Против вездесущего зла может защитить только еще более действенная сила добра, которую олицетворяет вождь. Только он выступает защитником от зла и его победителем. Так как этот мнимый бой захватывает все области общественной жизни без исключения, эстетика не может оставаться независимой и свободной сферой. Примат «политического» требует от автора лояльности, и эту лояльность он должен подтверждать в каждом произведении сызнова, чтобы не оказаться врагом и избежать уничтожения.

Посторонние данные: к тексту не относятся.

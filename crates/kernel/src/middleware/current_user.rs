//! Current-user extractor.
//!
//! The auth gateway in front of the kernel forwards the signed-in user's
//! attributes as request headers. Missing or non-UTF-8 values are treated as
//! absent; extraction never rejects a request.

use std::convert::Infallible;

use axum::extract::FromRequestParts;
use axum::http::HeaderMap;
use axum::http::request::Parts;
use tracing::debug;

use crate::models::{OrganizationRole, UserProfile};

pub const HEADER_USER_EMAIL: &str = "x-user-email";
pub const HEADER_USER_FIRST_NAME: &str = "x-user-first-name";
pub const HEADER_USER_LAST_NAME: &str = "x-user-last-name";
pub const HEADER_USER_ROLE: &str = "x-user-role";

/// The signed-in user as seen by the navigation kernel.
#[derive(Debug, Clone, Default, PartialEq, Eq)]
pub struct CurrentUser {
    /// `None` when the gateway forwarded no profile attributes at all.
    pub profile: Option<UserProfile>,
    /// `None` for missing or unrecognised roles.
    pub role: Option<OrganizationRole>,
}

impl CurrentUser {
    /// Read the user from forwarded headers.
    pub fn from_headers(headers: &HeaderMap) -> Self {
        let email = header_str(headers, HEADER_USER_EMAIL);
        let first_name = header_str(headers, HEADER_USER_FIRST_NAME);
        let last_name = header_str(headers, HEADER_USER_LAST_NAME);

        let profile = if email.is_none() && first_name.is_none() && last_name.is_none() {
            None
        } else {
            Some(UserProfile {
                email,
                first_name,
                last_name,
            })
        };

        let role = header_str(headers, HEADER_USER_ROLE).and_then(|raw| {
            let role = OrganizationRole::parse_lenient(&raw);
            if role.is_none() {
                debug!(role = %raw, "unrecognised role header, applying no restriction");
            }
            role
        });

        Self { profile, role }
    }
}

fn header_str(headers: &HeaderMap, name: &str) -> Option<String> {
    headers
        .get(name)
        .and_then(|v| v.to_str().ok())
        .map(str::trim)
        .filter(|v| !v.is_empty())
        .map(str::to_string)
}

impl<S> FromRequestParts<S> for CurrentUser
where
    S: Send + Sync,
{
    type Rejection = Infallible;

    async fn from_request_parts(parts: &mut Parts, _state: &S) -> Result<Self, Self::Rejection> {
        Ok(Self::from_headers(&parts.headers))
    }
}
//! Profile of the signed-in user.

use serde::{Deserialize, Serialize};

/// The attributes of the current user the sidebar cares about.
///
/// Every field is nullable: the profile may not be loaded yet, and the
/// upstream identity provider is not required to supply names.
#[derive(Debug, Clone, Default, PartialEq, Eq, Serialize, Deserialize)]
#[serde(rename_all = "camelCase")]
pub struct UserProfile {
    pub email: Option<String>,
    pub first_name: Option<String>,
    pub last_name: Option<String>,
}

impl UserProfile {
    /// Build a profile with only an email address.
    pub fn with_email(email: impl Into<String>) -> Self {
        Self {
            email: Some(email.into()),
            ..Self::default()
        }
    }

    /// Set the first and last name.
    pub fn named(mut self, first_name: impl Into<String>, last_name: impl Into<String>) -> Self {
        self.first_name = Some(first_name.into());
        self.last_name = Some(last_name.into());
        self
    }

    /// Email address, or the empty string when unknown.
    pub fn email_or_empty(&self) -> &str {
        self.email.as_deref().unwrap_or_default()
    }

    /// First name, if present and non-empty.
    pub fn first_name(&self) -> Option<&str> {
        non_empty(self.first_name.as_deref())
    }

    /// Last name, if present and non-empty.
    pub fn last_name(&self) -> Option<&str> {
        non_empty(self.last_name.as_deref())
    }
}

fn non_empty(value: Option<&str>) -> Option<&str> {
    value.filter(|v| !v.is_empty())
}

#[cfg(test)]
#[allow(clippy::unwrap_used, clippy::expect_used)]
mod tests {
    use super::*;

    #[test]
    fn empty_names_are_absent() {
        let profile = UserProfile {
            email: Some("a@b.com".to_string()),
            first_name: Some(String::new()),
            last_name: None,
        };
        assert_eq!(profile.first_name(), None);
        assert_eq!(profile.last_name(), None);
    }

    #[test]
    fn missing_email_is_empty() {
        assert_eq!(UserProfile::default().email_or_empty(), "");
    }

    #[test]
    fn deserializes_camel_case() {
        let profile: UserProfile =
            serde_json::from_str(r#"{"email":"a@b.com","firstName":"Jo"}"#).unwrap();
        assert_eq!(profile.first_name(), Some("Jo"));
        assert!(profile.last_name.is_none());
    }
}
//! Application state shared across all handlers.

use std::sync::Arc;

use anyhow::Result;

use crate::config::Config;
use crate::menu::{CatalogSettings, RoleRestrictions};
use crate::theme::ThemeEngine;

/// Shared application state.
///
/// Wrapped in Arc internally so Clone is cheap. Everything inside is
/// read-only after startup.
#[derive(Clone)]
pub struct AppState {
    inner: Arc<AppStateInner>,
}

struct AppStateInner {
    config: Config,

    /// Catalog settings derived from config.
    catalog: CatalogSettings,

    /// Role to hidden-entry mapping.
    restrictions: RoleRestrictions,

    /// Sidebar renderer.
    theme: ThemeEngine,
}

impl AppState {
    /// Build state from configuration, loading restriction overrides and
    /// templates from disk when configured.
    pub fn new(config: &Config) -> Result<Self> {
        let restrictions = config.restrictions()?;

        let theme = match &config.templates_dir {
            Some(dir) => ThemeEngine::with_overrides(dir)?,
            None => ThemeEngine::new()?,
        };

        Ok(Self::from_parts(config.clone(), restrictions, theme))
    }

    /// Assemble state from already-built parts.
    pub fn from_parts(config: Config, restrictions: RoleRestrictions, theme: ThemeEngine) -> Self {
        let catalog = config.catalog_settings();
        Self {
            inner: Arc::new(AppStateInner {
                config,
                catalog,
                restrictions,
                theme,
            }),
        }
    }

    pub fn config(&self) -> &Config {
        &self.inner.config
    }

    pub fn catalog(&self) -> &CatalogSettings {
        &self.inner.catalog
    }

    pub fn restrictions(&self) -> &RoleRestrictions {
        &self.inner.restrictions
    }

    pub fn theme(&self) -> &ThemeEngine {
        &self.inner.theme
    }
}
//! Command-line interface for the `shelf` binary.

use anyhow::Result;
use clap::{Args, Parser, Subcommand};
use tracing::warn;

use crate::config::Config;
use crate::menu::{NavigationModel, build_navigation};
use crate::models::{OrganizationRole, UserProfile};

/// Shelf navigation kernel.
#[derive(Parser, Debug)]
#[command(author, version, about, long_about = None)]
pub struct Cli {
    #[command(subcommand)]
    pub command: Option<Command>,
}

#[derive(Subcommand, Debug, PartialEq, Eq)]
pub enum Command {
    /// Start the HTTP server (default).
    Serve,

    /// Print the navigation model for a user as JSON.
    Menu(MenuArgs),
}

/// The user to build a menu for.
#[derive(Args, Debug, Default, PartialEq, Eq)]
pub struct MenuArgs {
    /// User email address.
    #[arg(long)]
    pub email: Option<String>,

    /// User first name.
    #[arg(long)]
    pub first_name: Option<String>,

    /// User last name.
    #[arg(long)]
    pub last_name: Option<String>,

    /// Organization role (owner, admin, base, self-service).
    #[arg(long)]
    pub role: Option<String>,
}

impl MenuArgs {
    /// The profile described by the flags; `None` when no flag was given.
    pub fn profile(&self) -> Option<UserProfile> {
        if self.email.is_none() && self.first_name.is_none() && self.last_name.is_none() {
            return None;
        }
        Some(UserProfile {
            email: self.email.clone(),
            first_name: self.first_name.clone(),
            last_name: self.last_name.clone(),
        })
    }

    /// The role flag, with unknown values meaning no restriction.
    pub fn role(&self) -> Option<OrganizationRole> {
        let raw = self.role.as_deref()?;
        let role = OrganizationRole::parse_lenient(raw);
        if role.is_none() {
            warn!(role = %raw, "unknown role, printing unrestricted menu");
        }
        role
    }
}

/// Build the menu for `shelf menu`.
///
/// Only the restrictions file is read; templates are not touched.
pub fn menu_model(config: &Config, args: &MenuArgs) -> Result<NavigationModel> {
    let restrictions = config.restrictions()?;
    let profile = args.profile();
    Ok(build_navigation(
        profile.as_ref(),
        args.role(),
        &config.catalog_settings(),
        &restrictions,
    ))
}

Проблема заключается в динамичной структуре тоталитарного государства. В отличие от абсолютистских государств с их неизменными понятиями ценностей, обоснованными религией и традицией, здесь понятие врага устанавливается произвольно и может быть мгновенно изменено, поэтому каждое официальное высказывание или даже молчание способно стать опасной игрой ва-банк.
III
Сказанное проливает свет на специфику рецепции политической лирики. Она воспринимается на фоне политической герменевтики, сквозь призму категории политического врага. Это значит прежде всего, что план содержания преобладает над планом выражения, «политическое» – над «лирическим». Стихи разделяют аудиторию на группы друзей и врагов; суждения по критериям «прекрасно – уродливо» невозможны. «Яд политического», говоря словами Адорно, который наверняка невольно подтверждает тезис Шмитта, отравляет эстетический образ. Ныне имена Сталина и Гитлера в стихах воспринимаются не как слова хореического типа, а как вызов и скандал. Обсуждение эстетических качеств «од», восхваляющих тоталитарных вождей, исключается. Их сегодняшний реципиент или исследователь, не подчеркивающий своего к ним отвращения, рискует навлечь на себя подозрение. Нейтральной позиции здесь быть не может.
Переходя к анализу творчества Джамбула, хотелось бы прежде всего напомнить возражение Евгения Добренко Андрею Синявскому: массовые культурные феномены не следует отвергать как псевдохудожественные[464]. Такие тексты как нельзя лучше отражают общественные настроения. Исследование диалогического (правитель и поэт) и массового коммуникативного характера таких стихов помогает понять механизм литературного производства в тоталитарных государствах.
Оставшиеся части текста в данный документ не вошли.